NEW YORK (GenomeWeb) – Nanostring Technologies today announced that its Prosigna Breast Cancer Assay has been acknowledged within the treatment guidelines of the German Association of Gynecological Oncology (AGO).

The company also said that a recent decision by the German Joint Federal Committee (G-BA) has qualified German breast cancer patients with statutory government insurance as eligible for coverage for gene expression testing, such as that provided by Prosigna, to inform therapy decisions beginning April 1.

"The inclusion of Prosigna in the German AGO breast cancer treatment guidelines marks an important milestone for NanoString," President and CEO Brad Gray said in a statement. "In combination with upcoming insurance coverage of genomic testing by the government, the stage is set for substantially increased patient access to Prosigna in Germany."

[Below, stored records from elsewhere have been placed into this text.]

//! End-to-end scenarios for the datainsight pipeline.
//!
//! Each test drives a request through `InsightEngine` with a scripted model:
//! - correlation over a generated dataset
//! - fuzzy column recovery
//! - a model that never produces a valid operation
//! - insufficient data after resolution
//! - a model that never answers in time
//!
//! Run with: cargo test --test integration_tests

use approx::assert_abs_diff_eq;
use async_trait::async_trait;
use datainsight_analysis::{Outcome, Payload};
use datainsight_engine::{
    AnalysisRequest, ArtifactKind, EngineConfig, InsightEngine, PipelineFailure,
};
use datainsight_interpret::{ChartKind, FailureReason, OperationKind, ScriptedModel, MAX_ATTEMPTS};
use datainsight_storage::{ArtifactStore, FsArtifactStore, StoreError};
use datainsight_table::{TableFormat, TableSource};
use parking_lot::Mutex;
use std::sync::Arc;
use std::time::Duration;
use tempfile::tempdir;

fn csv(text: impl Into<String>) -> TableSource {
    TableSource::Inline {
        bytes: text.into().into_bytes(),
        format: Some(TableFormat::Csv),
    }
}

/// 100 people whose income grows with age, with a bounded wobble.
fn people() -> TableSource {
    let mut text = String::from("age,income\n");
    for i in 0..100 {
        let age = 20 + (i % 45);
        let wobble = ((i * 37) % 11) as f64 * 150.0;
        let income = 18_000.0 + age as f64 * 900.0 + wobble;
        text.push_str(&format!("{age},{income}\n"));
    }
    csv(text)
}

fn sales() -> TableSource {
    csv("\
region,month,sales
north,2024-01-01,120
south,2024-01-01,98
north,2024-02-01,130
south,2024-02-01,102
east,2024-03-01,87
north,2024-03-01,125
south,2024-03-01,104
east,2024-04-01,91
")
}

#[derive(Default)]
struct RecordingStore {
    keys: Mutex<Vec<String>>,
}

#[async_trait]
impl ArtifactStore for RecordingStore {
    async fn put(&self, key: &str, _bytes: Vec<u8>, _content_type: &str) -> Result<String, StoreError> {
        self.keys.lock().push(key.to_string());
        Ok(format!("https://charts.example.com/{key}"))
    }

    fn name(&self) -> &'static str {
        "recording"
    }
}

// ============================================================================
// Correlation
// ============================================================================

#[tokio::test]
async fn test_correlation_over_generated_people() {
    let model = Arc::new(ScriptedModel::always(
        r#"{"operation": "correlation", "columns": ["age", "income"]}"#,
    ));
    let engine = InsightEngine::new(model.clone(), EngineConfig::default());

    let outcome = engine
        .analyze(&AnalysisRequest::new("correlation between age and income", people()))
        .await
        .unwrap();

    assert_eq!(model.calls(), 1);
    assert_eq!(outcome.result.outcome, Outcome::Computed);
    match &outcome.result.payload {
        Payload::Correlation { coefficient, n, .. } => {
            assert!((-1.0..=1.0).contains(coefficient));
            assert!(*coefficient > 0.9);
            assert_eq!(*n, 100);
        }
        other => panic!("expected correlation payload, got {other:?}"),
    }
    assert_eq!(outcome.envelope.artifact.kind, ArtifactKind::None);
    assert!(outcome
        .envelope
        .summary
        .starts_with("Analyzed 100 records across 2 columns."));

    let json = outcome.envelope.to_json();
    assert_eq!(json["artifact"]["type"], "none");
    assert!(json["message"].as_str().unwrap().len() > 10);
}

#[tokio::test]
async fn test_regression_recovers_linear_relationship() {
    let engine = InsightEngine::new(
        Arc::new(ScriptedModel::always(
            r#"{"operation": "regression", "columns": ["x", "y"]}"#,
        )),
        EngineConfig::default(),
    );
    let outcome = engine
        .analyze(&AnalysisRequest::new(
            "regression of y on x",
            csv("x,y\n1,5\n2,7\n3,9\n4,11\n5,13\n"),
        ))
        .await
        .unwrap();
    match outcome.result.payload {
        Payload::Regression {
            slope,
            intercept,
            r_squared,
            ..
        } => {
            assert_abs_diff_eq!(slope, 2.0, epsilon = 1e-9);
            assert_abs_diff_eq!(intercept, 3.0, epsilon = 1e-9);
            assert_abs_diff_eq!(r_squared, 1.0, epsilon = 1e-9);
        }
        other => panic!("expected regression payload, got {other:?}"),
    }
    assert!(outcome.envelope.summary.contains(" - Slope: 2.00"));
}

// ============================================================================
// Fuzzy column recovery
// ============================================================================

#[tokio::test]
async fn test_misspelled_column_is_recovered() {
    let store = Arc::new(RecordingStore::default());
    let engine = InsightEngine::new(
        Arc::new(ScriptedModel::always(
            r#"{"operation": "visualize_bar", "columns": ["regoin", "sales"]}"#,
        )),
        EngineConfig::default(),
    )
    .with_store(store.clone());

    let outcome = engine
        .analyze(&AnalysisRequest::new("sales by regoin", sales()).with_ids("conv-1", "task-9"))
        .await
        .unwrap();

    assert_eq!(outcome.operation.operation, OperationKind::Visualize(ChartKind::Bar));
    assert_eq!(outcome.operation.column_names(), vec!["region", "sales"]);
    assert!(outcome.chart.is_some());
    assert_eq!(outcome.envelope.artifact.kind, ArtifactKind::Image);
    let url = outcome.envelope.artifact.url.clone().unwrap();
    assert!(url.starts_with("https://charts.example.com/conv-1/task-9/"));
    assert_eq!(store.keys.lock().len(), 1);
}

#[tokio::test]
async fn test_distant_column_name_is_rejected() {
    let engine = InsightEngine::new(
        Arc::new(ScriptedModel::always(
            r#"{"operation": "visualize_bar", "columns": ["territory", "sales"]}"#,
        )),
        EngineConfig::default(),
    );
    let envelope = engine
        .handle(&AnalysisRequest::new("sales by territory", sales()))
        .await;
    assert!(envelope.message.contains("territory"));
    assert_eq!(envelope.artifact.kind, ArtifactKind::None);
    assert!(envelope.summary.contains("unknown_column"));
}

// ============================================================================
// Schema violations
// ============================================================================

#[tokio::test]
async fn test_invalid_replies_exhaust_retry() {
    let model = Arc::new(ScriptedModel::always(
        r#"{"operation": "teleport", "columns": ["age"]}"#,
    ));
    let engine = InsightEngine::new(model.clone(), EngineConfig::default());
    let request = AnalysisRequest::new("regression", people());

    let err = engine.analyze(&request).await.unwrap_err();
    match &err {
        PipelineFailure::Interpretation(failure) => {
            assert_eq!(failure.reason, FailureReason::SchemaViolation);
            assert_eq!(failure.attempts, MAX_ATTEMPTS);
            assert_eq!(failure.attempts, 2);
        }
        other => panic!("expected interpretation failure, got {other:?}"),
    }
    assert_eq!(model.calls(), 2);

    let envelope = engine.handle(&request).await;
    assert!(envelope.message.starts_with("Could not understand instruction"));
    assert_eq!(envelope.artifact.kind, ArtifactKind::None);
}

#[tokio::test]
async fn test_repair_prompt_follows_invalid_reply() {
    let model = Arc::new(ScriptedModel::new(vec![
        Ok("not json at all".to_string()),
        Ok(r#"{"operation": "summary_stats", "columns": ["sales"]}"#.to_string()),
    ]));
    let engine = InsightEngine::new(model.clone(), EngineConfig::default());
    let outcome = engine
        .analyze(&AnalysisRequest::new("summarize sales", sales()))
        .await
        .unwrap();
    assert_eq!(outcome.operation.operation, OperationKind::SummaryStats);
    assert_eq!(model.calls(), 2);
}

// ============================================================================
// Insufficient data
// ============================================================================

#[tokio::test]
async fn test_single_overlapping_row_is_insufficient() {
    let store = Arc::new(RecordingStore::default());
    let engine = InsightEngine::new(
        Arc::new(ScriptedModel::always(
            r#"{"operation": "regression", "columns": ["x", "y"]}"#,
        )),
        EngineConfig::default(),
    )
    .with_store(store.clone());

    let outcome = engine
        .analyze(&AnalysisRequest::new(
            "regression of y on x",
            csv("x,y\n1,\n2,5\n,7\n4,\n"),
        ))
        .await
        .unwrap();

    assert!(outcome.result.is_insufficient());
    assert_eq!(outcome.envelope.artifact.kind, ArtifactKind::None);
    assert!(outcome.envelope.message.starts_with("Not enough data to compute regression"));
    assert!(outcome.envelope.message.contains("only 1 row(s)"));
    assert!(store.keys.lock().is_empty());
}

// ============================================================================
// Model availability
// ============================================================================

#[tokio::test]
async fn test_slow_model_times_out() {
    let model = Arc::new(
        ScriptedModel::always(r#"{"operation": "summary_stats"}"#).with_delay(Duration::from_millis(500)),
    );
    let config = EngineConfig {
        model_timeout: Duration::from_millis(50),
        ..EngineConfig::default()
    };
    let engine = InsightEngine::new(model.clone(), config);
    let request = AnalysisRequest::new("summarize the sales", sales());

    let err = engine.analyze(&request).await.unwrap_err();
    assert_eq!(err.category(), "model_unavailable");
    match &err {
        PipelineFailure::Interpretation(failure) => assert_eq!(failure.attempts, 1),
        other => panic!("expected interpretation failure, got {other:?}"),
    }
    assert_eq!(model.calls(), 1);

    let envelope = engine.handle(&request).await;
    assert!(envelope.message.contains("unavailable"));
    assert!(!envelope.summary.is_empty());
}

// ============================================================================
// Filesystem artifacts
// ============================================================================

#[tokio::test]
async fn test_histogram_written_to_public_directory() {
    let dir = tempdir().unwrap();
    let store = FsArtifactStore::new(dir.path())
        .with_public_base_url("https://static.example.com/charts")
        .unwrap();
    let engine = InsightEngine::new(
        Arc::new(ScriptedModel::always(
            r#"{"operation": "visualize_hist", "columns": ["income"], "params": {"bins": 5}}"#,
        )),
        EngineConfig::default(),
    )
    .with_store(Arc::new(store));

    let outcome = engine
        .analyze(&AnalysisRequest::new("histogram of income", people()).with_ids("c", "t"))
        .await
        .unwrap();

    let url = outcome.artifact.url.clone().unwrap();
    assert!(url.starts_with("https://static.example.com/charts/c/t/"));
    let file_name = url.rsplit('/').next().unwrap();
    let svg = std::fs::read_to_string(dir.path().join("c").join("t").join(file_name)).unwrap();
    assert!(svg.starts_with("<svg"));
    assert!(svg.contains("<rect x="));
}
use datainsight_analysis::DispatchError;
use datainsight_interpret::{FailureReason, InterpretationFailure, ResolutionFailure};
use datainsight_table::LoadFailure;

/// Every way a request can fail before a result is computed.
///
/// Rendering and upload problems are not here: they degrade the response
/// instead of failing it.
#[derive(Debug, thiserror::Error)]
pub enum PipelineFailure {
    #[error(transparent)]
    Load(#[from] LoadFailure),
    #[error("instruction is not understandable: {0:?}")]
    UnclearInstruction(String),
    #[error(transparent)]
    Interpretation(#[from] InterpretationFailure),
    #[error(transparent)]
    Resolution(#[from] ResolutionFailure),
    #[error(transparent)]
    Dispatch(#[from] DispatchError),
}

impl PipelineFailure {
    /// Stable label for logs and summaries.
    pub fn category(&self) -> &'static str {
        match self {
            PipelineFailure::Load(_) => "load_failure",
            PipelineFailure::UnclearInstruction(_) => "unclear_instruction",
            PipelineFailure::Interpretation(e) => match e.reason {
                FailureReason::SchemaViolation => "schema_violation",
                FailureReason::ModelUnavailable => "model_unavailable",
            },
            PipelineFailure::Resolution(ResolutionFailure::UnknownColumn { .. }) => "unknown_column",
            PipelineFailure::Resolution(ResolutionFailure::TypeMismatch { .. }) => "type_mismatch",
            PipelineFailure::Resolution(_) => "resolution_failure",
            PipelineFailure::Dispatch(_) => "dispatch_failure",
        }
    }
}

Under the AGO guidelines, the Prosigna assay is now indicated for newly diagnosed patients with node-negative or node-positive, hormone-receptor positive, HER2-negative early-stage breast cancer, for whom clinical-pathological factors alone do not allow physicians to make a clear therapeutic decision, according to Nanostring.

The G-BA decision, the company added, covers patients at least 35 years of age with low-grade, hormone-receptor positive, HER2-negative early-stage breast cancer who are being treated at eligible hospitals.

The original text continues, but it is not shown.